Wilson's younger sister, Nancy, joined Heart, and the band moved to Canada. Heart recorded their first album Dreamboat Annie in Vancouver in 1975. It was released in the United States in 1976, with "Magic Man" becoming Heart's first Top 10 hit in the United States, peaking at No. 9 on the Billboard Hot 100, and "Crazy on You" hitting number 35. Both songs were co-written by Ann and Nancy Wilson. In 1977, Little Queen was released, and in 1978, Dog & Butterfly.
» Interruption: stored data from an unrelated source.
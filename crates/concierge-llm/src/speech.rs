//! Speech-to-text for the voice endpoint.
//!
//! [`WhisperClient`] talks to any Whisper-compatible
//! `/audio/transcriptions` endpoint (Groq by default).

use std::time::Duration;

use async_trait::async_trait;
use reqwest::multipart::{Form, Part};
use reqwest::Client;
use serde::Deserialize;

use concierge_core::config::SpeechConfig;

use crate::error::ProviderError;
use crate::groq::non_empty_or;

const DEFAULT_MODEL: &str = "whisper-large-v3";
const DEFAULT_BASE_URL: &str = "https://api.groq.com/openai/v1";

/// Turns an uploaded audio clip into text.
#[async_trait]
pub trait SpeechToText: Send + Sync {
    async fn transcribe(&self, audio: Vec<u8>, filename: &str) -> Result<String, ProviderError>;
}

#[derive(Debug, Deserialize)]
struct TranscriptionResponse {
    text: Option<String>,
}

pub struct WhisperClient {
    client: Client,
    api_key: Option<String>,
    model: String,
    base_url: String,
    timeout_secs: u64,
}

impl WhisperClient {
    /// Build a client. A missing key is accepted here and reported on
    /// every transcription attempt instead.
    pub fn from_config(config: &SpeechConfig, api_key: Option<&str>) -> Result<Self, ProviderError> {
        let client = Client::builder()
            .timeout(Duration::from_secs(config.timeout_secs))
            .build()
            .map_err(|e| ProviderError::Network(e.to_string()))?;

        Ok(Self {
            client,
            api_key: api_key
                .map(str::trim)
                .filter(|k| !k.is_empty())
                .map(str::to_string),
            model: non_empty_or(&config.model, DEFAULT_MODEL),
            base_url: non_empty_or(&config.base_url, DEFAULT_BASE_URL)
                .trim_end_matches('/')
                .to_string(),
            timeout_secs: config.timeout_secs,
        })
    }

    pub fn is_configured(&self) -> bool {
        self.api_key.is_some()
    }
}

#[async_trait]
impl SpeechToText for WhisperClient {
    async fn transcribe(&self, audio: Vec<u8>, filename: &str) -> Result<String, ProviderError> {
        let api_key = self
            .api_key
            .as_deref()
            .ok_or_else(|| ProviderError::NotConfigured("STT_API_KEY".to_string()))?;

        let filename = if filename.trim().is_empty() {
            "audio.wav"
        } else {
            filename
        };
        let part = Part::bytes(audio)
            .file_name(filename.to_string())
            .mime_str(mime_for(filename))
            .map_err(|e| ProviderError::InvalidResponse(e.to_string()))?;
        let form = Form::new()
            .part("file", part)
            .text("model", self.model.clone())
            .text("response_format", "json");

        let url = format!("{}/audio/transcriptions", self.base_url);
        let response = self
            .client
            .post(&url)
            .bearer_auth(api_key)
            .multipart(form)
            .send()
            .await
            .map_err(|e| ProviderError::from_reqwest(e, self.timeout_secs))?;

        let status = response.status();
        if !status.is_success() {
            let body = response.text().await.unwrap_or_default();
            return Err(ProviderError::Upstream {
                status: status.as_u16(),
                body,
            });
        }

        let parsed: TranscriptionResponse = response
            .json()
            .await
            .map_err(ProviderError::undecodable)?;

        parsed
            .text
            .map(|t| t.trim().to_string())
            .ok_or_else(|| ProviderError::InvalidResponse("transcription had no text".to_string()))
    }
}

/// Guess an audio MIME type from the upload's file extension.
fn mime_for(filename: &str) -> &'static str {
    let ext = filename
        .rsplit_once('.')
        .map(|(_, ext)| ext.to_ascii_lowercase())
        .unwrap_or_default();
    match ext.as_str() {
        "wav" => "audio/wav",
        "webm" => "audio/webm",
        "mp3" | "mpeg" | "mpga" => "audio/mpeg",
        "m4a" | "mp4" => "audio/mp4",
        "ogg" | "oga" => "audio/ogg",
        "flac" => "audio/flac",
        _ => "application/octet-stream",
    }
}
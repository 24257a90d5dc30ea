//! Application state shared across all route handlers.

use std::sync::Arc;
use std::time::Instant;

use concierge_chat::{ConversationOrchestrator, VoiceIntake};
use concierge_core::config::ConciergeConfig;
use concierge_llm::{ProviderRegistry, SpeechToText};
use concierge_storage::{SqliteStore, StoreHandle};

/// Shared application state.
///
/// Everything is read-only after startup, so clones are cheap `Arc` copies.
#[derive(Clone)]
pub struct AppState {
    pub config: Arc<ConciergeConfig>,
    pub orchestrator: Arc<ConversationOrchestrator>,
    pub voice: Arc<VoiceIntake>,
    /// Persistence handle; its availability is checked per request.
    pub store: StoreHandle,
    pub providers: Arc<ProviderRegistry>,
    /// Server start time for uptime calculation.
    pub start_time: Instant,
}

impl AppState {
    /// Wire the text and voice paths over one store and provider registry.
    pub fn new(
        config: ConciergeConfig,
        store: StoreHandle,
        providers: ProviderRegistry,
        stt: Arc<dyn SpeechToText>,
    ) -> Self {
        let providers = Arc::new(providers);
        let sqlite = Arc::new(SqliteStore::new(store.clone()));

        let orchestrator = ConversationOrchestrator::new(sqlite.clone(), providers.clone())
            .with_history_limit(config.storage.history_limit);
        let voice = VoiceIntake::new(stt, sqlite, providers.clone());

        Self {
            config: Arc::new(config),
            orchestrator: Arc::new(orchestrator),
            voice: Arc::new(voice),
            store,
            providers,
            start_time: Instant::now(),
        }
    }
}
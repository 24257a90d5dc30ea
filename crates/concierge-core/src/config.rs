use std::path::Path;

use serde::{Deserialize, Serialize};
use tracing::{info, warn};

use crate::error::Result;

/// Top-level configuration for the concierge service.
///
/// Loaded from an optional TOML file, then overlaid with environment
/// variables. Each section corresponds to one subsystem.
#[derive(Debug, Clone, Default, Serialize, Deserialize)]
pub struct ConciergeConfig {
    #[serde(default)]
    pub general: GeneralConfig,
    #[serde(default)]
    pub server: ServerConfig,
    #[serde(default)]
    pub storage: StorageConfig,
    #[serde(default)]
    pub llm: LlmConfig,
    #[serde(default)]
    pub speech: SpeechConfig,
}

impl ConciergeConfig {
    /// Load configuration from a TOML file.
    ///
    /// Returns an error if the file cannot be read or parsed.
    pub fn load(path: &Path) -> Result<Self> {
        let content = std::fs::read_to_string(path)?;
        let config: ConciergeConfig = toml::from_str(&content)?;
        info!("Configuration loaded from {}", path.display());
        Ok(config)
    }

    /// Overlay values from the process environment.
    pub fn apply_env(&mut self) {
        self.apply_env_from(|key| std::env::var(key).ok());
    }

    /// Overlay values from an arbitrary key lookup.
    ///
    /// Blank values are treated as unset, so an exported-but-empty
    /// credential never enables a provider.
    pub fn apply_env_from<F>(&mut self, lookup: F)
    where
        F: Fn(&str) -> Option<String>,
    {
        let get = |key: &str| {
            lookup(key)
                .map(|v| v.trim().to_string())
                .filter(|v| !v.is_empty())
        };

        if let Some(url) = get("DATABASE_URL") {
            self.storage.database_url = Some(url);
        }

        if let Some(port) = get("PORT") {
            match port.parse::<u16>() {
                Ok(p) => self.server.port = p,
                Err(_) => warn!(value = %port, "Ignoring unparsable PORT"),
            }
        }
        if let Some(origin) = get("FRONTEND_URL") {
            self.server.push_origin(&origin);
        }
        if let Some(origins) = get("CORS_ORIGINS") {
            for origin in origins.split(',') {
                self.server.push_origin(origin);
            }
        }

        if let Some(key) = get("GROQ_API_KEY") {
            self.llm.groq.api_key = Some(key);
        }
        if let Some(model) = get("GROQ_MODEL") {
            self.llm.groq.model = model;
        }
        if let Some(url) = get("GROQ_BASE_URL") {
            self.llm.groq.base_url = url;
        }

        if let Some(key) = get("GEMINI_API_KEY").or_else(|| get("GOOGLE_API_KEY")) {
            self.llm.gemini.api_key = Some(key);
        }
        if let Some(model) = get("GEMINI_MODEL") {
            self.llm.gemini.model = model;
        }
        if let Some(url) = get("GEMINI_BASE_URL") {
            self.llm.gemini.base_url = url;
        }

        if let Some(order) = get("LLM_PROVIDER_ORDER") {
            self.llm.provider_order = order
                .split(',')
                .map(|s| s.trim().to_lowercase())
                .filter(|s| !s.is_empty())
                .collect();
        }

        if let Some(key) = get("STT_API_KEY") {
            self.speech.api_key = Some(key);
        }
        if let Some(model) = get("STT_MODEL") {
            self.speech.model = model;
        }
        if let Some(url) = get("STT_BASE_URL") {
            self.speech.base_url = url;
        }
    }

    /// Credential used for speech-to-text: the dedicated key, or the Groq key.
    pub fn speech_api_key(&self) -> Option<&str> {
        self.speech
            .api_key
            .as_deref()
            .or(self.llm.groq.api_key.as_deref())
    }
}

/// General service settings.
#[derive(Debug, Clone, Serialize, Deserialize)]
#[serde(default)]
pub struct GeneralConfig {
    /// Log level: trace, debug, info, warn, error.
    pub log_level: String,
}

impl Default for GeneralConfig {
    fn default() -> Self {
        Self {
            log_level: "info".to_string(),
        }
    }
}

/// HTTP listener and CORS settings.
#[derive(Debug, Clone, Serialize, Deserialize)]
#[serde(default)]
pub struct ServerConfig {
    /// Bind address.
    pub host: String,
    /// Listening port.
    pub port: u16,
    /// Browser origins allowed to call the API. Requests without an
    /// `Origin` header are always accepted.
    pub allowed_origins: Vec<String>,
    /// Maximum JSON body size in bytes.
    pub json_body_limit: usize,
    /// Maximum multipart audio upload in bytes.
    pub audio_body_limit: usize,
}

impl ServerConfig {
    fn push_origin(&mut self, origin: &str) {
        let origin = origin.trim().trim_end_matches('/');
        if !origin.is_empty() && !self.allowed_origins.iter().any(|o| o == origin) {
            self.allowed_origins.push(origin.to_string());
        }
    }
}

impl Default for ServerConfig {
    fn default() -> Self {
        Self {
            host: "0.0.0.0".to_string(),
            port: 3001,
            allowed_origins: vec!["http://localhost:3000".to_string()],
            json_body_limit: 2 * 1024 * 1024,
            audio_body_limit: 25 * 1024 * 1024,
        }
    }
}

/// Persistence settings.
#[derive(Debug, Clone, Serialize, Deserialize)]
#[serde(default)]
pub struct StorageConfig {
    /// SQLite database path. `None` disables persistence entirely.
    pub database_url: Option<String>,
    /// Number of recent turns pulled into the LLM prompt.
    pub history_limit: usize,
}

impl Default for StorageConfig {
    fn default() -> Self {
        Self {
            database_url: None,
            history_limit: 8,
        }
    }
}

/// LLM provider chain settings.
#[derive(Debug, Clone, Serialize, Deserialize)]
#[serde(default)]
pub struct LlmConfig {
    /// Provider names in the order they are tried.
    pub provider_order: Vec<String>,
    /// Per-call timeout in seconds.
    pub timeout_secs: u64,
    /// Sampling temperature used when a request does not set one.
    pub temperature: f32,
    /// Token budget used when a request does not set one.
    pub max_tokens: u32,
    pub groq: ProviderConfig,
    pub gemini: ProviderConfig,
}

impl Default for LlmConfig {
    fn default() -> Self {
        Self {
            provider_order: vec!["groq".to_string(), "gemini".to_string()],
            timeout_secs: 120,
            temperature: 0.2,
            max_tokens: 512,
            groq: ProviderConfig {
                api_key: None,
                model: "llama-3.1-8b-instant".to_string(),
                base_url: "https://api.groq.com/openai/v1".to_string(),
            },
            gemini: ProviderConfig {
                api_key: None,
                model: "text-bison-001".to_string(),
                base_url: "https://generativelanguage.googleapis.com/v1beta2".to_string(),
            },
        }
    }
}

/// Credentials and endpoint for a single provider.
#[derive(Clone, Default, Serialize, Deserialize)]
#[serde(default)]
pub struct ProviderConfig {
    /// API key. `None` removes the provider from the chain.
    pub api_key: Option<String>,
    pub model: String,
    pub base_url: String,
}

impl ProviderConfig {
    /// Whether a usable credential is present.
    pub fn is_configured(&self) -> bool {
        self.api_key
            .as_deref()
            .is_some_and(|k| !k.trim().is_empty())
    }
}

impl std::fmt::Debug for ProviderConfig {
    fn fmt(&self, f: &mut std::fmt::Formatter<'_>) -> std::fmt::Result {
        f.debug_struct("ProviderConfig")
            .field("api_key", &self.api_key.as_ref().map(|_| "***"))
            .field("model", &self.model)
            .field("base_url", &self.base_url)
            .finish()
    }
}

/// Speech-to-text settings for the voice endpoint.
#[derive(Clone, Serialize, Deserialize)]
#[serde(default)]
pub struct SpeechConfig {
    /// API key; falls back to the Groq key when unset.
    pub api_key: Option<String>,
    pub model: String,
    /// Base URL of a Whisper-compatible `/audio/transcriptions` API.
    pub base_url: String,
    pub timeout_secs: u64,
}

impl Default for SpeechConfig {
    fn default() -> Self {
        Self {
            api_key: None,
            model: "whisper-large-v3".to_string(),
            base_url: "https://api.groq.com/openai/v1".to_string(),
            timeout_secs: 120,
        }
    }
}

impl std::fmt::Debug for SpeechConfig {
    fn fmt(&self, f: &mut std::fmt::Formatter<'_>) -> std::fmt::Result {
        f.debug_struct("SpeechConfig")
            .field("api_key", &self.api_key.as_ref().map(|_| "***"))
            .field("model", &self.model)
            .field("base_url", &self.base_url)
            .field("timeout_secs", &self.timeout_secs)
            .finish()
    }
}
In 1986, "These Dreams" rose to No. 1 on the Billboard Hot 100. In 1992, Wilson appeared on Alice in Chains' EP Sap; she sang on "Brother" and "Am I Inside".

The Wilson sisters started a recording studio, Bad Animals, in Seattle in the mid-1980s. They formed a side band, the Lovemongers, which performed Led Zeppelin's song "The Battle of Evermore" on the 1992 soundtrack to the Cameron Crowe (Nancy's then husband) movie Singles, and later released a four-song EP. The Lovemongers' debut album Whirlygig was released in 1997.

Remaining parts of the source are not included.